Eleven years after legal battle, former Oyo Governor Adebayo Alao-Akala was on Thursday discharged and acquitted of corruption cases by a Court of Appeal sitting in Ibadan, the Oyo state capital.

The case, which bothers on N11.5billion, was levelled against the Ex-governor by the Economic and Financial Crimes Commission (EFCC).

The appellate court also discharged and acquitted former Deputy Senate Chief Whip Hosea Agboola, who is the Chairman of Governor’s Advisory Council to Governor Seyi Makinde and a business mogul, Mr.

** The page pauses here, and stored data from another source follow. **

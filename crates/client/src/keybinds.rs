//! Prefix-key bindings.
//!
//! After the prefix byte (Ctrl+B), the next key selects an action from
//! this table. An optional `keybinds.conf` in the runtime directory
//! rebinds the defaults; its grammar is whitespace-separated tokens per
//! line, `prefix <key-char> <action-name>`, with `#` starting a comment.
//! Unknown action names are ignored.

use std::path::Path;

use tracing::debug;

#[derive(Debug, Clone, Copy, PartialEq, Eq)]
pub enum KeyAction {
    DetachSession,
    NewPane,
    NextPane,
    ScrollUp,
    ScrollDown,
}

impl KeyAction {
    fn from_name(name: &str) -> Option<KeyAction> {
        match name {
            "detach_session" => Some(KeyAction::DetachSession),
            "new_pane" => Some(KeyAction::NewPane),
            "next_pane" => Some(KeyAction::NextPane),
            "scroll_up" => Some(KeyAction::ScrollUp),
            "scroll_down" => Some(KeyAction::ScrollDown),
            _ => None,
        }
    }
}

pub struct Keybinds {
    bindings: Vec<(u8, KeyAction)>,
}

impl Default for Keybinds {
    fn default() -> Keybinds {
        Keybinds {
            bindings: vec![
                (b'd', KeyAction::DetachSession),
                (b'%', KeyAction::NewPane),
                (b'o', KeyAction::NextPane),
                (b'[', KeyAction::ScrollUp),
                (b']', KeyAction::ScrollDown),
            ],
        }
    }
}

impl Keybinds {
    /// Defaults overlaid with the config file, when present.
    pub fn load(config: &Path) -> Keybinds {
        let mut binds = Keybinds::default();
        if let Ok(text) = std::fs::read_to_string(config) {
            debug!(config = %config.display(), "loading key bindings");
            binds.apply_config(&text);
        }
        binds
    }

    fn apply_config(&mut self, text: &str) {
        for line in text.lines() {
            if line.starts_with('#') {
                continue;
            }
            let mut tokens = line.split_whitespace();
            let (Some(table), Some(key), Some(action)) =
                (tokens.next(), tokens.next(), tokens.next())
            else {
                continue;
            };
            if table != "prefix" {
                continue;
            }
            let Some(key) = key.bytes().next() else {
                continue;
            };
            let Some(action) = KeyAction::from_name(action) else {
                continue;
            };
            // Rebinding moves the action's key rather than adding a second
            // binding.
            for (bound_key, bound_action) in &mut self.bindings {
                if *bound_action == action {
                    *bound_key = key;
                }
            }
        }
    }

    /// Looks up the key pressed after the prefix. Uppercase alphabetics
    /// are lowercased before lookup; symbols match literally.
    pub fn lookup(&self, key: u8) -> Option<KeyAction> {
        let key = if key.is_ascii_uppercase() {
            key.to_ascii_lowercase()
        } else {
            key
        };
        self.bindings
            .iter()
            .find(|(bound, _)| *bound == key)
            .map(|(_, action)| *action)
    }
}

#[cfg(test)]
mod tests {
    use super::*;

    #[test]
    fn defaults_match_documented_keys() {
        let binds = Keybinds::default();
        assert_eq!(binds.lookup(b'd'), Some(KeyAction::DetachSession));
        assert_eq!(binds.lookup(b'%'), Some(KeyAction::NewPane));
        assert_eq!(binds.lookup(b'o'), Some(KeyAction::NextPane));
        assert_eq!(binds.lookup(b'['), Some(KeyAction::ScrollUp));
        assert_eq!(binds.lookup(b']'), Some(KeyAction::ScrollDown));
        assert_eq!(binds.lookup(b'x'), None);
    }

    #[test]
    fn uppercase_letters_fold_to_their_binding() {
        let binds = Keybinds::default();
        assert_eq!(binds.lookup(b'D'), Some(KeyAction::DetachSession));
        // Symbols are looked up literally.
        assert_eq!(binds.lookup(b'{'), None);
    }

    #[test]
    fn config_rebinds_an_action() {
        let mut binds = Keybinds::default();
        binds.apply_config("prefix x detach_session\n");
        assert_eq!(binds.lookup(b'x'), Some(KeyAction::DetachSession));
        assert_eq!(binds.lookup(b'd'), None);
    }

    #[test]
    fn comments_and_junk_are_ignored() {
        let mut binds = Keybinds::default();
        binds.apply_config(
            "# a comment\n\
             prefix q not_an_action\n\
             table d detach_session\n\
             prefix\n",
        );
        assert_eq!(binds.lookup(b'd'), Some(KeyAction::DetachSession));
        assert_eq!(binds.lookup(b'q'), None);
    }
}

Femi Babalola, popularly known as Jogor.

The second defendant/appellant, Agboola, served as Commissioner for Local Government and Chieftaincy Matters when Alao-Akala was Governor between 2007 and 2011 while Babalola, owns an engineering firm, Pentagon Engineering Services, that executed some contracts during the former Governor’s tenure.

The case, which started 11 years ago, was presided over by a three-man panel led by Justice Jimi Olukayode Bada.

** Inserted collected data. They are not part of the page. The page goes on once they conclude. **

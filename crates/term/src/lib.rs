//! Terminal model for muxkit.
//!
//! This crate bridges the opaque VT emulator (`alacritty_terminal`) and the
//! pane grid: [`Emulator`] is the adaptor, [`Pane`] ties an emulator, a
//! grid, and a PTY master together, and [`Window`] arranges panes into the
//! equal-width vertical strip the front-end renders.
//!
//! The data flow during normal operation is
//! `PTY output → Pane::input → emulator → grid`, and on attach the inverse
//! `snapshot → grid → Emulator::repaint_from_grid → emulator`.

mod convert;
mod emulator;
mod pane;
mod window;

pub use convert::convert_cell;
pub use emulator::Emulator;
pub use pane::Pane;
pub use window::{Layout, Window};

Justices Abba Muhammed and Abdulazeez Waziri were other members of the panel.

The three defendants/appellants were present in court during Thursday’s proceeding.

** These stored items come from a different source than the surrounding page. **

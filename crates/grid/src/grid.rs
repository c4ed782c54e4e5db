//! The pane grid: a live cell rectangle plus a scrollback ring.
//!
//! The ring is mono-directional: `history_count` only ever grows while rows
//! are pushed, and the physical slot for logical row `k` (0 = oldest still
//! stored) is `(history_count - stored + k) % history_size`. Rows scrolled
//! into view are addressed through [`Grid::display_line`], which stitches
//! the ring and the live rectangle into one virtual sequence.

use crate::cell::Cell;

/// Per-row flag: this row continues the previous row's logical line.
pub const LINE_CONTINUATION: u8 = 0x01;

/// A pane's live `height × width` cell rectangle, its scrollback ring, and
/// the current scroll offset into that ring.
#[derive(Clone, Debug)]
pub struct Grid {
    pub width: u32,
    pub height: u32,
    cells: Vec<Cell>,
    /// Ring of historical rows, `history_size` slots of `width` cells.
    history: Vec<Cell>,
    pub history_size: u32,
    pub history_count: u32,
    pub scroll_offset: u32,
    /// One flag byte per live row (`LINE_CONTINUATION`).
    line_flags: Vec<u8>,
    /// One flag byte per ring slot.
    history_flags: Vec<u8>,
}

impl Grid {
    /// Allocates a zeroed grid and an empty ring of `history_size` rows.
    pub fn new(width: u32, height: u32, history_size: u32) -> Grid {
        Grid {
            width,
            height,
            cells: vec![Cell::BLANK; (width * height) as usize],
            history: vec![Cell::BLANK; (history_size * width) as usize],
            history_size,
            history_count: 0,
            scroll_offset: 0,
            line_flags: vec![0; height as usize],
            history_flags: vec![0; history_size as usize],
        }
    }

    /// Number of history rows currently stored in the ring.
    pub fn stored(&self) -> u32 {
        self.history_count.min(self.history_size)
    }

    pub fn cell(&self, x: u32, y: u32) -> &Cell {
        &self.cells[(y * self.width + x) as usize]
    }

    pub fn cell_mut(&mut self, x: u32, y: u32) -> &mut Cell {
        &mut self.cells[(y * self.width + x) as usize]
    }

    /// The live row at screen row `y`.
    pub fn row(&self, y: u32) -> &[Cell] {
        let start = (y * self.width) as usize;
        &self.cells[start..start + self.width as usize]
    }

    pub fn line_flag(&self, y: u32) -> u8 {
        self.line_flags[y as usize]
    }

    pub fn set_line_flag(&mut self, y: u32, flag: u8) {
        self.line_flags[y as usize] = flag;
    }

    /// The stored history row at logical index `k`, 0 being the oldest row
    /// still in the ring.
    pub fn history_row(&self, k: u32) -> &[Cell] {
        let slot = self.history_slot(k);
        let start = (slot * self.width) as usize;
        &self.history[start..start + self.width as usize]
    }

    pub fn history_flag(&self, k: u32) -> u8 {
        self.history_flags[self.history_slot(k) as usize]
    }

    fn history_slot(&self, k: u32) -> u32 {
        debug_assert!(k < self.stored());
        (self.history_count - self.stored() + k) % self.history_size
    }

    /// Copies live row `y` into the next ring slot.
    ///
    /// Called exclusively by the emulator adaptor when a row scrolls off the
    /// top; the row must be captured before any further mutation of the
    /// live grid.
    pub fn push_line_to_history(&mut self, y: u32) {
        if self.history_size == 0 {
            return;
        }
        let flag = self.line_flags[y as usize];
        let start = (y * self.width) as usize;
        let row: Vec<Cell> = self.cells[start..start + self.width as usize].to_vec();
        self.push_history_cells(&row, flag);
    }

    /// Appends one row of cells (already the right shape for this grid) to
    /// the ring, padding or truncating to the grid width.
    pub fn push_history_cells(&mut self, row: &[Cell], flag: u8) {
        if self.history_size == 0 {
            return;
        }
        let slot = self.history_count % self.history_size;
        let start = (slot * self.width) as usize;
        let n = row.len().min(self.width as usize);
        self.history[start..start + n].copy_from_slice(&row[..n]);
        for cell in &mut self.history[start + n..start + self.width as usize] {
            *cell = Cell::BLANK;
        }
        self.history_flags[slot as usize] = flag;
        self.history_count += 1;
    }

    /// Scrolls the view `n` lines further into history, saturating at the
    /// oldest stored row.
    pub fn scroll_up(&mut self, n: u32) {
        self.scroll_offset = (self.scroll_offset + n).min(self.stored());
    }

    /// Scrolls the view `n` lines back toward the live screen; scrolling
    /// past zero is a no-op.
    pub fn scroll_down(&mut self, n: u32) {
        self.scroll_offset = self.scroll_offset.saturating_sub(n);
    }

    /// The row to render at screen row `y` under the current scroll offset.
    ///
    /// With no offset this is the live row. Scrolled, it addresses a
    /// virtual sequence whose last `height` entries are the live grid and
    /// whose earlier entries are the ring in chronological order. Rows
    /// above the oldest available history return `None` and render blank.
    pub fn display_line(&self, y: u32) -> Option<&[Cell]> {
        if y >= self.height {
            return None;
        }
        if self.scroll_offset == 0 {
            return Some(self.row(y));
        }
        if self.history_count == 0 || self.history_size == 0 {
            return None;
        }
        let available = self.stored() as i64;
        let line = available - self.scroll_offset as i64 + y as i64;
        if line < 0 {
            return None;
        }
        if line >= available {
            return Some(self.row((line - available) as u32));
        }
        Some(self.history_row(line as u32))
    }

    /// Reshapes the live rectangle, keeping the top-left subrectangle that
    /// fits. A width change also rebuilds the ring at the new width.
    pub fn resize(&mut self, new_width: u32, new_height: u32) {
        if new_width != self.width {
            self.reflow_history(new_width);
        }
        let mut cells = vec![Cell::BLANK; (new_width * new_height) as usize];
        let copy_w = self.width.min(new_width) as usize;
        for y in 0..self.height.min(new_height) {
            let src = (y * self.width) as usize;
            let dst = (y * new_width) as usize;
            cells[dst..dst + copy_w].copy_from_slice(&self.cells[src..src + copy_w]);
        }
        self.cells = cells;
        self.width = new_width;
        self.height = new_height;
        self.line_flags = vec![0; new_height as usize];
        self.scroll_offset = self.scroll_offset.min(self.stored());
    }

    /// Rewraps the stored history at `new_width`.
    ///
    /// Rows are joined into logical lines using the continuation flags,
    /// trailing blank cells are trimmed, blank lines at the tail are
    /// dropped, and the result is re-emitted into a fresh ring of the same
    /// capacity; leading overflow is discarded. Best effort: a wide cell
    /// straddling the new boundary simply starts the next row.
    ///
    /// The ring is laid out at `new_width` after this call; [`Grid::resize`]
    /// pairs it with the live-cell reshape that updates `self.width`.
    pub fn reflow_history(&mut self, new_width: u32) {
        let stored = self.stored();
        let mut logical: Vec<Vec<Cell>> = Vec::new();
        for k in 0..stored {
            let row = self.history_row(k).to_vec();
            if self.history_flag(k) & LINE_CONTINUATION != 0 && !logical.is_empty() {
                logical.last_mut().expect("checked non-empty").extend(row);
            } else {
                logical.push(row);
            }
        }
        for line in &mut logical {
            while line.last().is_some_and(Cell::is_blank) {
                line.pop();
            }
        }
        while logical.last().is_some_and(Vec::is_empty) {
            logical.pop();
        }

        let nw = new_width as usize;
        let mut rows: Vec<(Vec<Cell>, u8)> = Vec::new();
        for line in logical {
            if line.is_empty() {
                rows.push((Vec::new(), 0));
                continue;
            }
            for (i, chunk) in line.chunks(nw.max(1)).enumerate() {
                let flag = if i == 0 { 0 } else { LINE_CONTINUATION };
                rows.push((chunk.to_vec(), flag));
            }
        }

        let cap = self.history_size as usize;
        let skip = rows.len().saturating_sub(cap);
        let kept = &rows[skip..];

        let mut history = vec![Cell::BLANK; cap * nw];
        let mut flags = vec![0u8; cap];
        for (i, (cells, flag)) in kept.iter().enumerate() {
            let n = cells.len().min(nw);
            history[i * nw..i * nw + n].copy_from_slice(&cells[..n]);
            flags[i] = *flag;
        }
        self.history = history;
        self.history_flags = flags;
        self.history_count = kept.len() as u32;
        self.scroll_offset = self.scroll_offset.min(self.history_count);
    }

    /// Snapshot codec internals: raw access used by `snapshot`.
    pub(crate) fn live_cells(&self) -> &[Cell] {
        &self.cells
    }

    pub(crate) fn replace_buffers(
        &mut self,
        width: u32,
        height: u32,
        history_size: u32,
        cells: Vec<Cell>,
        history: Vec<Cell>,
        history_count: u32,
        scroll_offset: u32,
    ) {
        self.width = width;
        self.height = height;
        self.history_size = history_size;
        self.cells = cells;
        self.history = history;
        self.history_count = history_count;
        self.scroll_offset = scroll_offset;
        self.line_flags = vec![0; height as usize];
        self.history_flags = vec![0; history_size as usize];
    }
}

Alao-Akala, Ayoola and Babalola, had been arraigned by EFCC before an Oyo State High Court, over an alleged N11.5 billion fraud.

The 11 count-charge preferred against the trio include conspiracy, awarding contract without budgetary provision, obtaining by false pretence, acquiring property with money derived from illegal act and concealing the ownership of such property, among others.

Counsel to EFCC, Dr. Benedict Ubi, had told the lower court that when Alao-Akala was Governor, he awarded a road contract worth N8.5 billion between 2007 and 2009 to Pentagon Engineering Services, alleging that the firm handled the contract on behalf of the 33 local government areas without budgetary provision.

Alao-Akala, according to Ubi, ordered the supply of drilling machines on behalf of the 33 local government areas worth N3.5 billion, saying the former Governor purportedly conspired with Ayoola to withdraw N2.9 billion from Oyo State Local Government Joint Account.

Ubi also told the court that Alao-Akala illegally acquired a property at Old Bodija, Off Rotimi Williams Avenue, in Ibadan, when he was governor, saying the alleged offences contravened Section 22 (4) of the Corrupt Practices and Other Related Offences Act and Section 1 (18) of the Advanced Fee Fraud Act.

But Alao-Akala, Agboola and Babalola, filed a no-case submission after the EFCC closed its case before the high court.

However, the trial court, presided over by Justice Muniru Owolabi, struck out eight out of the 11 count-charge againsst the trio. He then ordered them to enter defence for the remaining three counts- counts 1, 2 and 5 (conspiracy, obtaining money by false pretence and award of contract without budgetary provision).

Owolabi discharged the former governor on charges of acquiring property with money allegedly derived from an illegal act and concealing ownership of such property. The judge said the witnesses called by the prosecutor failed to link evidence to the acquired property, adding that EFCC also failed to prove genuine ownership of the property.

But the defendants, through their lead counsel, Prince Lateef Fagbemi (SAN), appealed the ruling of the lower court that said they had a case to answer.

Delivering judgement on the appeal on Thursday, the judges in a unanimous decision set aside the ruling of the lower court, on grounds that the trial court erred by ordering the defendants to enter defence for the three counts because the prosecution led by the EFCC failed to establish a prima facie case against them.

Justice Bada read the judgement for Alao-Akala while Justices Abba Muhammed and Abdulazeez Waziri read the judgments for Babalola and Agboola respectively.

Speaking with journalists after the judgement, the lead counsel to Alao-Akala and Babalola, Prince Lateef Fagbemi (SAN), represented by Abiodun Ogunjinmi, said: “We really appreciate and thank God Almighty for giving us a beautiful judgement today. The justices did a marvellous job. This case started in 2012, which was about 11 years ago. It came to an end today.

“It first started at the high court of justice in Ibadan. But thanks be to God that it ended well. The appellant, Alao-Akala and Babalola were all discharged and acquitted finally.”

Alao-Akala said: “We can always rely on the judiciary. They are the hope for the common man like me. So, we thank God for everything. God has settled everything, and so, let us forget about the number of years the case took.”

Babalola said: “The judiciary is the last hope of a common man like me. I thank God for today’s judgement and I give all the glory to God, irrespective of the number of years spent on the case.”